◆ **What this task involves**
Pull every line of the entries that has the word "target".

◆ **Entries provided**
********************

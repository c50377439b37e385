//! Relative date phrase resolution.
//!
//! Weekdays are numbered from Sunday = 0 to Saturday = 6. Offsets per
//! weekday:
//!
//! | today | this weekend | next weekend | next week |
//! |-------|--------------|--------------|-----------|
//! | Sun   | +6           | +6           | +1        |
//! | Mon   | +5           | +5           | +7        |
//! | Tue   | +4           | +4           | +6        |
//! | Wed   | +3           | +3           | +5        |
//! | Thu   | +2           | +2           | +4        |
//! | Fri   | +1           | +1           | +3        |
//! | Sat   | 0            | +7           | +2        |
//!
//! Weekends span two nights (Saturday to Monday). "tonight" is one night
//! from today and "tomorrow" three nights from tomorrow. A month name, or
//! "next month", maps to the 15th through the 18th of that month.

use chrono::{Datelike, Days, NaiveDate};

use crate::models::DateRange;
use crate::vocabulary::{self, contains_term, normalize};

const WEEKEND_NIGHTS: u64 = 2;
const DEFAULT_NIGHTS: u64 = 3;
const DEFAULT_LEAD_DAYS: u64 = 7;
const MONTH_CHECK_IN_DAY: u32 = 15;
const MONTH_CHECK_OUT_DAY: u32 = 18;

/// Resolve the first date expression in `text` relative to `today`.
///
/// Precedence: weekend phrases, "next week", "tonight", "tomorrow",
/// "next month", a month name, then a bare "available"/"book" which defaults
/// to a week from today.
pub fn resolve_dates(text: &str, today: NaiveDate) -> Option<DateRange> {
    resolve_normalized(&normalize(text), today)
}

pub(crate) fn resolve_normalized(normalized: &str, today: NaiveDate) -> Option<DateRange> {
    let dow = today.weekday().num_days_from_sunday() as u64;

    if contains_term(normalized, "this weekend") {
        return span(today, 6 - dow, WEEKEND_NIGHTS);
    }
    if contains_term(normalized, "next weekend") {
        return span(today, days_until(dow, 6), WEEKEND_NIGHTS);
    }
    if contains_term(normalized, "next week") {
        return span(today, days_until(dow, 1), DEFAULT_NIGHTS);
    }
    if contains_term(normalized, "tonight") {
        return span(today, 0, 1);
    }
    if contains_term(normalized, "tomorrow") {
        return span(today, 1, DEFAULT_NIGHTS);
    }
    if contains_term(normalized, "next month") {
        return match today.month() {
            12 => mid_month(today.year() + 1, 1),
            m => mid_month(today.year(), m + 1),
        };
    }
    if let Some(month) = first_month(normalized) {
        let year = if month < today.month() {
            today.year() + 1
        } else {
            today.year()
        };
        return mid_month(year, month);
    }
    if ["available", "availability", "book", "booking"]
        .iter()
        .any(|t| contains_term(normalized, t))
    {
        return span(today, DEFAULT_LEAD_DAYS, DEFAULT_NIGHTS);
    }
    None
}

/// Days until the next `target` weekday strictly after today.
fn days_until(dow: u64, target: u64) -> u64 {
    match (target + 7 - dow) % 7 {
        0 => 7,
        n => n,
    }
}

fn span(today: NaiveDate, offset: u64, nights: u64) -> Option<DateRange> {
    let check_in = today.checked_add_days(Days::new(offset))?;
    let check_out = check_in.checked_add_days(Days::new(nights))?;
    Some(DateRange {
        check_in,
        check_out,
    })
}

fn mid_month(year: i32, month: u32) -> Option<DateRange> {
    Some(DateRange {
        check_in: NaiveDate::from_ymd_opt(year, month, MONTH_CHECK_IN_DAY)?,
        check_out: NaiveDate::from_ymd_opt(year, month, MONTH_CHECK_OUT_DAY)?,
    })
}

/// The month named earliest in the text, 1-based.
fn first_month(normalized: &str) -> Option<u32> {
    let name = *vocabulary::month_mentions(normalized).first()?;
    vocabulary::MONTHS
        .iter()
        .position(|m| *m == name)
        .map(|i| i as u32 + 1)
}

#[cfg(test)]
mod tests {
    use super::*;

    fn date(y: i32, m: u32, d: u32) -> NaiveDate {
        NaiveDate::from_ymd_opt(y, m, d).unwrap()
    }

    /// 2025-10-12 is a Sunday; index i of the week is weekday i.
    fn week() -> Vec<NaiveDate> {
        let sunday = date(2025, 10, 12);
        assert_eq!(sunday.weekday().num_days_from_sunday(), 0);
        (0..7).map(|i| sunday + Days::new(i)).collect()
    }

    fn offset(text: &str, today: NaiveDate) -> (i64, i64) {
        let range = resolve_dates(text, today).expect("should resolve");
        ((range.check_in - today).num_days(), range.nights())
    }

    #[test]
    fn test_next_weekend_table() {
        let expected = [6, 5, 4, 3, 2, 1, 7];
        for (today, want) in week().into_iter().zip(expected) {
            assert_eq!(offset("next weekend", today), (want, 2), "from {}", today);
        }
    }

    #[test]
    fn test_this_weekend_table() {
        let expected = [6, 5, 4, 3, 2, 1, 0];
        for (today, want) in week().into_iter().zip(expected) {
            assert_eq!(offset("this weekend", today), (want, 2), "from {}", today);
        }
    }

    #[test]
    fn test_next_week_table() {
        let expected = [1, 7, 6, 5, 4, 3, 2];
        for (today, want) in week().into_iter().zip(expected) {
            let range = resolve_dates("next week", today).unwrap();
            assert_eq!(range.check_in.weekday(), chrono::Weekday::Mon);
            assert_eq!(offset("next week", today), (want, 3), "from {}", today);
        }
    }

    #[test]
    fn test_next_weekend_on_wednesday() {
        let wednesday = date(2025, 10, 15);
        let range = resolve_dates("Any rooms next weekend?", wednesday).unwrap();
        assert_eq!(range.check_in, date(2025, 10, 18));
        assert_eq!(range.check_out, date(2025, 10, 20));
        assert_eq!(range.check_out.weekday(), chrono::Weekday::Mon);
    }

    #[test]
    fn test_month_rolls_to_next_year() {
        let range = resolve_dates("hotels available in March", date(2025, 11, 3)).unwrap();
        assert_eq!(range.check_in, date(2026, 3, 15));
        assert_eq!(range.check_out, date(2026, 3, 18));
    }

    #[test]
    fn test_month_same_year() {
        let range = resolve_dates("a villa in July", date(2025, 2, 1)).unwrap();
        assert_eq!(range.check_in, date(2025, 7, 15));
        // current month stays in the current year
        let range = resolve_dates("November stay", date(2025, 11, 28)).unwrap();
        assert_eq!(range.check_in, date(2025, 11, 15));
    }

    #[test]
    fn test_every_month_resolves_to_the_15th() {
        let today = date(2025, 6, 10);
        for (i, name) in vocabulary::MONTHS.iter().enumerate() {
            let month = i as u32 + 1;
            let range = resolve_dates(&format!("trip in {}", name), today).unwrap();
            let year = if month < 6 { 2026 } else { 2025 };
            assert_eq!(range.check_in, date(year, month, 15), "{}", name);
            assert_eq!(range.check_out, date(year, month, 18), "{}", name);
        }
    }

    #[test]
    fn test_earliest_month_wins() {
        let range = resolve_dates("either September or June", date(2025, 1, 1)).unwrap();
        assert_eq!(range.check_in.month(), 9);
    }

    #[test]
    fn test_may_as_verb_has_no_dates() {
        let today = date(2025, 10, 15);
        assert_eq!(resolve_dates("May I swim at Vathi beach?", today), None);
        assert_eq!(resolve_dates("may we bring kids", today), None);
        let range = resolve_dates("May we come in May?", today).unwrap();
        assert_eq!(range.check_in, date(2026, 5, 15));
    }

    #[test]
    fn test_tonight_and_tomorrow() {
        let today = date(2025, 10, 15);
        let range = resolve_dates("Any room tonight?", today).unwrap();
        assert_eq!(range.check_in, today);
        assert_eq!(range.check_out, date(2025, 10, 16));

        let range = resolve_dates("arriving tomorrow", today).unwrap();
        assert_eq!(range.check_in, date(2025, 10, 16));
        assert_eq!(range.check_out, date(2025, 10, 19));
    }

    #[test]
    fn test_next_month_rolls_over_december() {
        let range = resolve_dates("something next month", date(2025, 10, 15)).unwrap();
        assert_eq!(range.check_in, date(2025, 11, 15));
        assert_eq!(range.check_out, date(2025, 11, 18));

        let range = resolve_dates("something next month", date(2025, 12, 31)).unwrap();
        assert_eq!(range.check_in, date(2026, 1, 15));
        assert_eq!(range.check_out, date(2026, 1, 18));
    }

    #[test]
    fn test_booking_default() {
        let today = date(2025, 10, 15);
        let range = resolve_dates("Can I book a room?", today).unwrap();
        assert_eq!(range.check_in, date(2025, 10, 22));
        assert_eq!(range.check_out, date(2025, 10, 25));
        assert!(resolve_dates("what is available", today).is_some());
    }

    #[test]
    fn test_specific_phrase_beats_default() {
        let today = date(2025, 10, 15);
        let range = resolve_dates("book next weekend", today).unwrap();
        assert_eq!(range.check_in, date(2025, 10, 18));
    }

    #[test]
    fn test_no_dates() {
        assert!(resolve_dates("tell me about Sifnos pottery", date(2025, 10, 15)).is_none());
        assert!(resolve_dates("", date(2025, 10, 15)).is_none());
    }
}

********************

◆ **Solved exercise**
/// Days until the next `target` weekday strictly after today.
fn days_until(dow: u64, target: u64) -> u64 {
    match (target + 7 - dow) % 7 {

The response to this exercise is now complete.